Then, when you get to step two, pause, send it to an analyst, and they’re going to decide whether or not you’re going to reimage the machine or not. Reimage the machine. By doing this, the human and the source can work together more effectively, saving the human’s time while keeping them in the loop for any critical decisions that you may not feel comfortable enough having a machine make through automation. This allows both of these things to work together to create a better environment and help reduce the workload of our cybersecurity analysts. Because again, we only have so many cybersecurity professionals, and if we’re having to waste their time on very minor things that we can automate, that’s not very helpful to us. So instead, we want to automate what we can, and Sore allows us to do a lot of that automation while keeping the analysts in the loop.
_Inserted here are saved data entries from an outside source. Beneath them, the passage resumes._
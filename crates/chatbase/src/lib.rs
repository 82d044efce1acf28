// Copyright (c) 2025 Geoffrey Huntley <ghuntley@ghuntley.com>. All rights reserved.
// SPDX-License-Identifier: Proprietary

//! Async client for the Chatbase bot analytics API.
//!
//! Register what users say to your bot (and what it answers), link clicks and
//! custom events. Messages can be sent one at a time, in bulk, in the
//! background, or buffered in a [`Pool`] that flushes them in batches.
//!
//! # Example
//!
//! ```ignore
//! use chatbase::{Chatbase, Dispatch, RegisterOptions};
//!
//! let cb = Chatbase::builder()
//!     .api_key("your-api-key")
//!     .platform("Telegram")
//!     .pool_size(5)
//!     .build()?;
//!
//! // Queued; sent once five messages are waiting or on close.
//! let msg = cb.prepare_message("123456").intent("greeting").message("hi").build();
//! cb.register_message(msg).await?;
//!
//! // Sent now, in the background.
//! let click = cb.prepare_click("https://example.com");
//! let handle = cb.register_click_with(click, Dispatch::ForceAsync).await?;
//!
//! cb.close().await?;
//! ```

pub mod client;
pub mod codec;
pub mod config;
pub mod dispatch;
pub mod error;
pub mod pool;
pub mod task;
pub mod transport;

#[cfg(test)]
mod testing;

pub use client::{Chatbase, ChatbaseBuilder, Receipt};
pub use codec::JsonCodec;
pub use config::{
	ClientConfig, Dispatch, Endpoints, JsonFormat, OverflowPolicy, PoolConfig, RegisterOptions,
	DEFAULT_FLUSH_INTERVAL, DEFAULT_POOL_CAPACITY,
};
pub use dispatch::Dispatcher;
pub use error::{ChatbaseError, Result};
pub use pool::{BatchSender, Pool, PoolState, QueuedMessage};
pub use task::{Outcome, TaskHandle};
pub use transport::{HttpTransport, Transport, TransportResponse, SDK_NAME, SDK_VERSION};

pub use chatbase_core::{
	Click, Event, EventBuilder, Message, MessageBuilder, MessageId, MessageKind, Property,
	PropertyValue, Record, RecordError, RecordKind, UserId, MAX_MESSAGE_CHARS,
};
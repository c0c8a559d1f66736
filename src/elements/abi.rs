use alloy::{
    json_abi::{Function, Param, StateMutability},
    primitives::{map::HashMap, Address},
};
use serde::{Deserialize, Serialize};
use serde_json::Value;

use crate::error::{ComposeError, Result};

/// A node of an ABI function's input tree.
#[derive(Debug, Clone, PartialEq, Eq, Serialize, Deserialize)]
pub struct AbiParameter {
    #[serde(default)]
    pub name: String,
    #[serde(rename = "type")]
    pub ty: String,
    #[serde(default, skip_serializing_if = "Vec::is_empty")]
    pub components: Vec<AbiParameter>,
}

impl AbiParameter {
    pub fn new(name: &str, ty: &str) -> Self {
        Self {
            name: name.to_string(),
            ty: ty.to_string(),
            components: vec![],
        }
    }

    pub fn tuple(name: &str, ty: &str, components: Vec<AbiParameter>) -> Self {
        Self {
            name: name.to_string(),
            ty: ty.to_string(),
            components,
        }
    }

    pub(crate) fn to_json_param(&self) -> Param {
        Param {
            ty: self.ty.clone(),
            name: self.name.clone(),
            components: self.components.iter().map(Self::to_json_param).collect(),
            internal_type: None,
        }
    }
}

fn default_mutability() -> StateMutability {
    StateMutability::NonPayable
}

#[derive(Debug, Clone, PartialEq, Eq, Serialize, Deserialize)]
pub struct AbiFunction {
    pub name: String,
    #[serde(default)]
    pub inputs: Vec<AbiParameter>,
    #[serde(default)]
    pub outputs: Vec<AbiParameter>,
    #[serde(rename = "stateMutability", default = "default_mutability")]
    pub state_mutability: StateMutability,
}

impl AbiFunction {
    pub fn new(name: &str, inputs: Vec<AbiParameter>) -> Self {
        Self {
            name: name.to_string(),
            inputs,
            outputs: vec![],
            state_mutability: default_mutability(),
        }
    }

    pub(crate) fn to_json_function(&self) -> Function {
        Function {
            name: self.name.clone(),
            inputs: self.inputs.iter().map(AbiParameter::to_json_param).collect(),
            outputs: self.outputs.iter().map(AbiParameter::to_json_param).collect(),
            state_mutability: self.state_mutability,
        }
    }

    /// Canonical `name(type,...)` form, tuples expanded.
    pub fn signature(&self) -> String {
        self.to_json_function().signature()
    }
}

/// The function items of a contract ABI. Events, errors and the constructor
/// are not kept.
#[derive(Debug, Clone, Default, PartialEq, Eq)]
pub struct ContractAbi {
    pub functions: Vec<AbiFunction>,
}

impl ContractAbi {
    pub fn new(functions: Vec<AbiFunction>) -> Self {
        Self { functions }
    }

    /// Parses ABI JSON pasted by a user.
    ///
    /// Accepted input is an array whose first element has an `inputs`
    /// property; anything else is rejected before it can reach composition.
    pub fn parse_custom(text: &str) -> Result<Self> {
        let value: Value = serde_json::from_str(text)
            .map_err(|e| ComposeError::InvalidAbiJson(format!("not valid JSON: {e}")))?;
        Self::from_json_value(value)
    }

    pub fn from_json_value(value: Value) -> Result<Self> {
        let Value::Array(items) = value else {
            return Err(ComposeError::InvalidAbiJson(
                "expected a JSON array".to_string(),
            ));
        };

        let has_inputs = items
            .first()
            .and_then(|first| first.get("inputs"))
            .is_some_and(|inputs| !matches!(inputs, Value::Null | Value::Bool(false)));
        if !has_inputs {
            return Err(ComposeError::InvalidAbiJson(
                "first ABI item has no `inputs`".to_string(),
            ));
        }

        let mut functions = vec![];
        for item in items {
            // Items without a `type` are functions.
            let kind = item.get("type").and_then(Value::as_str).unwrap_or("function");
            if kind != "function" {
                continue;
            }
            let function: AbiFunction = serde_json::from_value(item)
                .map_err(|e| ComposeError::InvalidAbiJson(e.to_string()))?;
            functions.push(function);
        }

        Ok(Self { functions })
    }

    /// Looks a function up by bare name or by full signature.
    ///
    /// A bare name returns the first declared overload; a signature such as
    /// `mint(address,uint256)` pins one overload exactly.
    pub fn function(&self, name_or_signature: &str) -> Option<&AbiFunction> {
        if name_or_signature.contains('(') {
            self.functions
                .iter()
                .find(|f| f.signature() == name_or_signature)
        } else {
            self.functions.iter().find(|f| f.name == name_or_signature)
        }
    }
}

/// A contract belonging to the DAO whose ABI is known up front.
#[derive(Debug, Clone, PartialEq, Eq)]
pub struct KnownContract {
    pub name: String,
    pub address: Address,
    pub abi: ContractAbi,
}

#[derive(Debug, Default)]
pub struct ContractRegistry {
    pub address_to_name: HashMap<Address, String>,
    pub contracts: HashMap<String, KnownContract>,
}

impl ContractRegistry {
    pub fn add_contract(&mut self, contract: KnownContract) {
        self.address_to_name
            .insert(contract.address, contract.name.clone());
        self.contracts.insert(contract.name.clone(), contract);
    }

    pub fn by_name(&self, name: &str) -> Option<&KnownContract> {
        self.contracts.get(name)
    }

    pub fn by_address(&self, address: &Address) -> Option<&KnownContract> {
        self.address_to_name
            .get(address)
            .and_then(|name| self.contracts.get(name))
    }

    pub fn name_or_unknown(&self, address: &Address) -> String {
        match self.address_to_name.get(address) {
            Some(name) => name.clone(),
            None => format!("Unknown {}", address),
        }
    }
}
Finally, let’s talk about bootstrapping and its place within automation. Now, Bootstrap is a simple Perl framework that is intended to take old manual release processes and modernise them to allow them to be automated. Essentially, when you think of bootstrapping, I want you to think about how you can automate testing and deployment. Bootstrapping is often used to deploy cloud-based applications by allowing you to create templates for an entire stack that needs to be deployed across the cloud to multiple regions or availability zones quickly and easily. Remember, if you need to operate at scale, you can’t do all of this manually. You need to learn to automate your operations, and you can automate your scaling by using auto-scaling. You can automate your security responses by using SOAR, and you can automate your testing and deployments by using the Bootstrap framework.

7. Securing VMs (OBJ 1.2)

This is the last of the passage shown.